##### RECORDS PROVIDED
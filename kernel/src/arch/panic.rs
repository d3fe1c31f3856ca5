use core::panic::PanicInfo;

use log::error;
use x86_64::instructions::{hlt, interrupts};

/// There is nothing to unwind to: ring 0, one address space, no user
/// threads. Every panic halts the CPU.
pub fn handle_panic(info: &PanicInfo) -> ! {
    error!("{}", info);
    interrupts::disable();
    loop {
        hlt();
    }
}
//! Global input event queue (§3, §4's data-flow summary): HID report
//! decoding pushes events in here; cooperative tasks (shell, window server)
//! drain them with [`poll`].

use log::warn;
use spin::Mutex;

const CAPACITY: usize = 256;

#[derive(Debug, Clone, Copy, PartialEq)]
pub enum InputEvent {
    KeyPress { code: u8, mods: u8 },
    KeyRelease { code: u8 },
    KeyChar { ascii: u8 },
    MouseMove { x: i32, y: i32, dx: i16, dy: i16, buttons: u8 },
    MouseButton { button: u8, pressed: bool },
    MouseScroll { delta: i8 },
}

struct Ring {
    buf: [Option<InputEvent>; CAPACITY],
    head: usize,
    len: usize,
}

static QUEUE: Mutex<Ring> = Mutex::new(Ring {
    buf: [None; CAPACITY],
    head: 0,
    len: 0,
});

/// Pushes an event onto the queue. If the queue is full the oldest event is
/// dropped and a warning is logged, per §4's stated overflow policy.
pub fn push(event: InputEvent) {
    let mut queue = QUEUE.lock();
    if queue.len == CAPACITY {
        queue.head = (queue.head + 1) % CAPACITY;
        queue.len -= 1;
        warn!("input queue full, dropping oldest event");
    }
    let tail = (queue.head + queue.len) % CAPACITY;
    queue.buf[tail] = Some(event);
    queue.len += 1;
}

/// Dequeues the oldest pending event into `out`, returning whether one was
/// available.
pub fn poll(out: &mut InputEvent) -> bool {
    let mut queue = QUEUE.lock();
    if queue.len == 0 {
        return false;
    }
    let event = queue.buf[queue.head].take().expect("queue.len > 0 implies a live slot");
    queue.head = (queue.head + 1) % CAPACITY;
    queue.len -= 1;
    *out = event;
    true
}

#[cfg(test)]
mod tests {
    use super::*;

    #[test]
    fn fifo_order() {
        // isolate from other tests touching the global queue
        while poll(&mut InputEvent::KeyChar { ascii: 0 }) {}

        push(InputEvent::KeyChar { ascii: b'a' });
        push(InputEvent::KeyChar { ascii: b'b' });

        let mut out = InputEvent::KeyChar { ascii: 0 };
        assert!(poll(&mut out));
        assert_eq!(out, InputEvent::KeyChar { ascii: b'a' });
        assert!(poll(&mut out));
        assert_eq!(out, InputEvent::KeyChar { ascii: b'b' });
        assert!(!poll(&mut out));
    }

    #[test]
    fn drops_oldest_on_overflow() {
        while poll(&mut InputEvent::KeyChar { ascii: 0 }) {}

        for i in 0..CAPACITY + 1 {
            push(InputEvent::KeyChar { ascii: i as u8 });
        }

        let mut out = InputEvent::KeyChar { ascii: 0 };
        assert!(poll(&mut out));
        assert_eq!(out, InputEvent::KeyChar { ascii: 1 });
    }
}
//! Segregated free-list bucket allocator backing `#[global_allocator]`.
//!
//! Buckets are powers of two from 32 B to 4096 B. Each allocation is preceded
//! by a [`Header`] recording a magic word, the bucket index (or [`LARGE`] for
//! the direct multi-page path) and enough bookkeeping to free or realloc it.
//! Bucket refills and large allocations both just touch freshly-bumped
//! addresses inside the kernel heap range; the VMM's page-fault handler is
//! what actually backs them with physical frames (see `mem::address_space`).

use core::alloc::{GlobalAlloc, Layout};
use core::mem::size_of;
use core::ptr::NonNull;
use core::sync::atomic::AtomicU64;
use core::sync::atomic::Ordering::Relaxed;

use spin::Mutex;
use x86_64::structures::paging::{PageSize, Size4KiB};
use x86_64::VirtAddr;

use crate::mem::address_space::{virt_addr_from_page_table_indices, AddressSpace};
use crate::mem::phys::PhysicalMemory;

const HEADER_MAGIC: u32 = 0xDEAD_CAFE;
const LARGE: u8 = u8::MAX;
const BUCKET_SIZES: [usize; 8] = [32, 64, 128, 256, 512, 1024, 2048, 4096];

/// Virtual base of the kernel heap. Lives in the canonical kernel range the
/// page fault handler lazily backs with frames (see `mem::page_fault_handler`).
pub static HEAP_START: VirtAddr = virt_addr_from_page_table_indices([257, 0, 0, 0], 0);
/// Upper bound of the heap's virtual reservation: 1 GiB of address space, of
/// which only touched pages are ever actually backed by physical frames.
pub const HEAP_MAX_BYTES: u64 = 1024 * 1024 * 1024;

#[repr(C)]
struct Header {
    magic: u32,
    bucket: u8,
    _pad: [u8; 3],
    size: usize,
    page_count: usize,
}

struct FreeNode {
    next: Option<NonNull<FreeNode>>,
}

struct Buckets {
    free_lists: [Option<NonNull<FreeNode>>; BUCKET_SIZES.len()],
    next_virt: u64,
}

unsafe impl Send for Buckets {}

static BUCKETS: Mutex<Buckets> = Mutex::new(Buckets {
    free_lists: [None; BUCKET_SIZES.len()],
    next_virt: 0,
});
static INITIALIZED: core::sync::atomic::AtomicBool = core::sync::atomic::AtomicBool::new(false);
static STATS_USED: AtomicU64 = AtomicU64::new(0);

pub fn init() {
    BUCKETS.lock().next_virt = HEAP_START.as_u64();
    INITIALIZED.store(true, Relaxed);
}

#[derive(Copy, Clone)]
pub struct Heap;

impl Heap {
    pub fn is_initialized() -> bool {
        INITIALIZED.load(Relaxed)
    }

    pub fn used() -> usize {
        STATS_USED.load(Relaxed) as usize
    }
}

fn bucket_for(payload: usize) -> Option<usize> {
    let required = payload + size_of::<Header>();
    BUCKET_SIZES.iter().position(|&b| b >= required)
}

fn refill_bucket(buckets: &mut Buckets, bucket: usize) {
    let page_virt = buckets.next_virt;
    buckets.next_virt += Size4KiB::SIZE;
    assert!(
        buckets.next_virt - HEAP_START.as_u64() <= HEAP_MAX_BYTES,
        "kernel heap exhausted its virtual reservation"
    );

    let slot_size = BUCKET_SIZES[bucket];
    let slots_per_page = Size4KiB::SIZE as usize / slot_size;
    for i in 0..slots_per_page {
        let slot_addr = page_virt + (i * slot_size) as u64;
        let node = slot_addr as *mut FreeNode;
        unsafe {
            (*node).next = buckets.free_lists[bucket];
        }
        buckets.free_lists[bucket] = NonNull::new(node);
    }
}

fn alloc_large(size: usize) -> *mut u8 {
    let total = size + size_of::<Header>();
    let page_count = total.div_ceil(Size4KiB::SIZE as usize);

    let mut buckets = BUCKETS.lock();
    let base_virt = buckets.next_virt;
    buckets.next_virt += (page_count as u64) * Size4KiB::SIZE;
    drop(buckets);

    let header_ptr = base_virt as *mut Header;
    unsafe {
        header_ptr.write(Header {
            magic: HEADER_MAGIC,
            bucket: LARGE,
            _pad: [0; 3],
            size,
            page_count,
        });
        header_ptr.add(1).cast::<u8>()
    }
}

unsafe fn free_large(header: &Header, ptr: *mut u8) {
    let base = (ptr as u64) - size_of::<Header>() as u64;
    let pages = header.page_count;
    for i in 0..pages {
        let page_addr = VirtAddr::new(base + (i as u64) * Size4KiB::SIZE);
        if let Ok(frame) =
            AddressSpace::kernel().unmap(x86_64::structures::paging::Page::<Size4KiB>::containing_address(page_addr))
        {
            PhysicalMemory::deallocate_frame(frame);
        }
    }
}

pub struct BucketAllocator;

unsafe impl GlobalAlloc for BucketAllocator {
    unsafe fn alloc(&self, layout: Layout) -> *mut u8 {
        let size = layout.size().max(1);

        let Some(bucket) = bucket_for(size) else {
            return alloc_large(size);
        };

        let mut buckets = BUCKETS.lock();
        if buckets.free_lists[bucket].is_none() {
            refill_bucket(&mut buckets, bucket);
        }

        let node = buckets.free_lists[bucket].expect("bucket refill must populate the free list");
        buckets.free_lists[bucket] = unsafe { (*node.as_ptr()).next };
        drop(buckets);

        STATS_USED.fetch_add(BUCKET_SIZES[bucket] as u64, Relaxed);

        let header_ptr = node.as_ptr().cast::<Header>();
        unsafe {
            header_ptr.write(Header {
                magic: HEADER_MAGIC,
                bucket: bucket as u8,
                _pad: [0; 3],
                size,
                page_count: 0,
            });
            header_ptr.add(1).cast::<u8>()
        }
    }

    unsafe fn dealloc(&self, ptr: *mut u8, _layout: Layout) {
        let header_ptr = unsafe { ptr.cast::<Header>().sub(1) };
        let header = unsafe { &*header_ptr };
        assert_eq!(header.magic, HEADER_MAGIC, "heap corruption: bad free header");

        if header.bucket == LARGE {
            unsafe { free_large(header, ptr) };
            return;
        }

        let bucket = header.bucket as usize;
        STATS_USED.fetch_sub(BUCKET_SIZES[bucket] as u64, Relaxed);
        let node = header_ptr.cast::<FreeNode>();
        let mut buckets = BUCKETS.lock();
        unsafe {
            (*node).next = buckets.free_lists[bucket];
        }
        buckets.free_lists[bucket] = NonNull::new(node);
    }

    unsafe fn realloc(&self, ptr: *mut u8, layout: Layout, new_size: usize) -> *mut u8 {
        let header_ptr = unsafe { ptr.cast::<Header>().sub(1) };
        let header = unsafe { &*header_ptr };
        assert_eq!(header.magic, HEADER_MAGIC, "heap corruption: bad realloc header");

        if header.bucket != LARGE && BUCKET_SIZES[header.bucket as usize] >= new_size + size_of::<Header>() {
            return ptr;
        }

        let new_ptr = unsafe { self.alloc(Layout::from_size_align_unchecked(new_size, layout.align())) };
        if !new_ptr.is_null() {
            let copy_len = header.size.min(new_size);
            unsafe { core::ptr::copy_nonoverlapping(ptr, new_ptr, copy_len) };
            unsafe { self.dealloc(ptr, layout) };
        }
        new_ptr
    }
}

#[global_allocator]
static ALLOCATOR: BucketAllocator = BucketAllocator;

#[cfg(test)]
mod tests {
    use super::*;

    #[test]
    fn bucket_selection_rounds_up() {
        assert_eq!(bucket_for(1), Some(0));
        assert_eq!(BUCKET_SIZES[bucket_for(1).unwrap()], 32);
        assert_eq!(bucket_for(4096 - size_of::<Header>()), Some(7));
    }
}
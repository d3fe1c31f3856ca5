use crate::driver::pci::PciError;

#[derive(Copy, Clone, Eq, PartialEq, Debug)]
#[repr(u8)]
pub enum PciHeaderType {
    Standard = 0x00,
    Pci2PciBridge = 0x01,
    CardBusBridge = 0x02,
}

impl TryFrom<u8> for PciHeaderType {
    type Error = PciError;

    fn try_from(value: u8) -> Result<Self, Self::Error> {
        Ok(match value {
            0x00 => Self::Standard,
            0x01 => Self::Pci2PciBridge,
            0x02 => Self::CardBusBridge,
            _ => return Err(PciError::UnknownHeaderType(value)),
        })
    }
}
##########
* [EXERCISE PROMPT]
Above this task is a listing. Restate, word for word and with nothing added, the lines from the one with "#[derive(Copy, Clone)]" through the one with "fn bucket_for(payload: usize)".

* [ANSWER SPACE]
#[derive(Copy, Clone)]
pub struct Heap;

impl Heap {
    pub fn is_initialized() -> bool {
        INITIALIZED.load(Relaxed)
    }

    pub fn used() -> usize {
        STATS_USED.load(Relaxed) as usize
    }
}

fn bucket_for(payload: usize) -> Option<usize> {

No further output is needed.